Westbeld conducted it. Notre Dame hasn’t lost since.

“We were going through a lot of ups and downs at that time,” Hidalgo said. “We were going through a lot of adversity. It was right that we needed to figure out where we were as a team. A lot of people weren’t locked in.”

Hidalgo didn’t namedrop anyone but herself. But anybody in the locker room would do the same. They all knew their potential but didn’t know how to collectively tap into it.

“It was about taking accountability for ourselves and figuring out the things each of us needed to do individually in order for our team to be better,” sophomore guard KK Bransford said.

That’s where Westbeld, senior leader she is, stepped in.

Westbeld’s message was a far more serious and complex than Jackie Moon ‘s plea from the front of the bus in “Semi-Pro” — “Everybody love everybody.” But it adhered to the same fundamental principles. There was a feeling of disconnect reverberating from one player to another and on down the line, like a game of telephone gone wrong.

Westbeld’s insistence was for a more unified joining of forces working toward a common goal. Starting in practices, not just on game days. Consider it a culture reset.

“We just needed to make sure we were all on the same page,” Westbeld said. “We know what this name on our chest means, and I think we just needed a reminder of what that was. It’s grit, it’s toughness. It’s the little things that we need to do.”

“It takes a lot of pride and a lot of maturity for her to realize that’s what we needed,” graduate student guard Anna DeWolfe said. “A lot of respect to her because that’s not an easy thing to do. But as a leader you can’t always do the easiest thing. You have to do the hard things.”

For Westbeld that meant not being afraid to tell her teammates what they were doing — or weren’t doing — wasn’t cutting it. They needed to be better. In every way. She needed to be better at setting the tone.

The turnaround had to start as soon as the practices leading into the next game against the Blue Devils, and it did. The Irish went on the road and beat a team that just upset No. 2 seed Ohio State. That was the first of Notre Dame’s 10 consecutive victories. Five of them have been in do-or-die tournament games.

The locking in Hidalgo alluded to seemingly transpired overnight. It’s been a more tedious, drawn-out process than zero losses since Feb. 15 suggests, but sometimes an earnest invocation can reap immediate rewards.

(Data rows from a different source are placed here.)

//! gix-backed config reads.

use crate::error::GitError;
use crate::gix_repo::GixRepo;

pub fn read_config(repo: &GixRepo, key: &str) -> Result<Option<String>, GitError> {
    let snapshot = repo.repo.config_snapshot();
    Ok(snapshot.string(key).map(|value| value.to_string()))
}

“We want to win,” Hidalgo said. “Everyone wants to win. We finally all came together. It was individual pride. Everyone took it upon themselves to fix what they needed to fix first. And once everybody fixed themselves individually, we were able to combine that as a team and work together after that.”

It’d be inaccurate to say the Irish are rolling and haven’t looked back. They have. Quite a bit. Sometimes you’ve got to peer over your shoulder to see how far you’ve come and to make sure you don’t go back to that bad place. The loss to the Wolfpack was the bad place, inflection point in Notre Dame’s season. But it didn’t define it.

Everything that’s happened since has.

“We talked to each other and we were just like, ‘We need to figure it out because this is not how our season’s going to go,'” junior guard Sonia Citron added. “It was after that game that we really just took the steps we needed to to get back on the same page, and we did that.”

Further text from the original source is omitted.